[Data excerpts]
--- --- ---
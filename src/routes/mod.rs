//! Route Table Modules
//!
//! The guard table is split by audience, mirroring how the application's
//! pages are grouped. Each module returns its slice of `GuardRule`s and
//! `RouteTable::canonical` concatenates them in the order public,
//! authenticated, admin.
//!
//! Declaration order only matters between equally specific rules.

/// Pages open to everyone, including the not-found catch-all.
pub mod public;

/// Pages that need any signed-in principal.
pub mod authenticated;

/// Organization-admin and system-admin panels.
pub mod admin;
--- --- ---
WHAT IS BEING ASKED – Return each line of the data exactly as written above.

WORKED SOLUTION –
filename src/routes/mod.rs
//! Route Table Modules
//!
//! The guard table is split by audience, mirroring how the application's
//! pages are grouped. Each module returns its slice of `GuardRule`s and
//! `RouteTable::canonical` concatenates them in the order public,
//! authenticated, admin.
//!
//! Declaration order only matters between equally specific rules.

/// Pages open to everyone, including the not-found catch-all.
pub mod public;

/// Pages that need any signed-in principal.
pub mod authenticated;

/// Organization-admin and system-admin panels.
pub mod admin;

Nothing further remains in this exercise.